Collected data entries
// File: config.rs
// SPDX-License-Identifier: MIT OR Apache-2.0

use std::num::NonZeroU32;
use std::time::Duration;

const DEFAULT_API_BASE: &str = "https://www.virustotal.com/api/v3";
const DEFAULT_REPORT_BASE: &str = "https://www.virustotal.com/gui";

/// Injected configuration for the reputation client and verdict cache.
/// Constructed once per process and handed to the components by value;
/// there is no global state to reach for.
#[derive(Debug, Clone)]
pub struct ScannerConfig {
    api_key: Option<String>,
    api_base: String,
    report_base: String,
    timeout: u64,
    url_settle: Duration,
    upload_settle: Duration,
    rate_limit: NonZeroU32,
    cache_ttl: chrono::Duration,
}

impl ScannerConfig {
    pub fn new() -> Self {
        Self {
            api_key: None,
            api_base: DEFAULT_API_BASE.to_string(),
            report_base: DEFAULT_REPORT_BASE.to_string(),
            timeout: 30,
            // URL analyses of unseen targets usually settle in a few
            // seconds; novel-file analyses take longer.
            url_settle: Duration::from_secs(8),
            upload_settle: Duration::from_secs(15),
            // Free-tier request budget.
            rate_limit: NonZeroU32::new(4).unwrap(),
            cache_ttl: chrono::Duration::hours(24),
        }
    }

    /// Like `new()`, but picks the credential up from `VT_API_KEY`.
    pub fn from_env() -> Self {
        let mut config = Self::new();
        config.api_key = std::env::var("VT_API_KEY").ok().filter(|k| !k.is_empty());
        config
    }

    pub fn api_key(&self) -> Option<&str> {
        self.api_key.as_deref()
    }

    pub fn set_api_key(&mut self, api_key: Option<String>) {
        self.api_key = api_key.filter(|k| !k.is_empty());
    }

    pub fn api_base(&self) -> &str {
        &self.api_base
    }

    pub fn set_api_base(&mut self, api_base: String) {
        self.api_base = api_base.trim_end_matches('/').to_string();
    }

    pub fn report_base(&self) -> &str {
        &self.report_base
    }

    pub fn set_report_base(&mut self, report_base: String) {
        self.report_base = report_base.trim_end_matches('/').to_string();
    }

    pub fn timeout(&self) -> u64 {
        self.timeout
    }

    pub fn set_timeout(&mut self, timeout: u64) {
        self.timeout = timeout;
    }

    pub fn url_settle(&self) -> Duration {
        self.url_settle
    }

    pub fn set_url_settle(&mut self, url_settle: Duration) {
        self.url_settle = url_settle;
    }

    pub fn upload_settle(&self) -> Duration {
        self.upload_settle
    }

    pub fn set_upload_settle(&mut self, upload_settle: Duration) {
        self.upload_settle = upload_settle;
    }

    pub fn rate_limit(&self) -> NonZeroU32 {
        self.rate_limit
    }

    pub fn set_rate_limit(&mut self, rate_limit: NonZeroU32) {
        self.rate_limit = rate_limit;
    }

    pub fn cache_ttl(&self) -> chrono::Duration {
        self.cache_ttl
    }

    pub fn set_cache_ttl(&mut self, cache_ttl: chrono::Duration) {
        self.cache_ttl = cache_ttl;
    }
}

#[cfg(test)]
#[path = "config_tests.rs"]
mod tests;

> [ACTIVITY]
Set down verbatim only the lines between the start of the data above and the line with "and verdict cache.", both boundaries included.

> [WORKED SOLUTION]
// File: config.rs
// SPDX-License-Identifier: MIT OR Apache-2.0

use std::num::NonZeroU32;
use std::time::Duration;

const DEFAULT_API_BASE: &str = "https://www.virustotal.com/api/v3";
const DEFAULT_REPORT_BASE: &str = "https://www.virustotal.com/gui";

/// Injected configuration for the reputation client and verdict cache.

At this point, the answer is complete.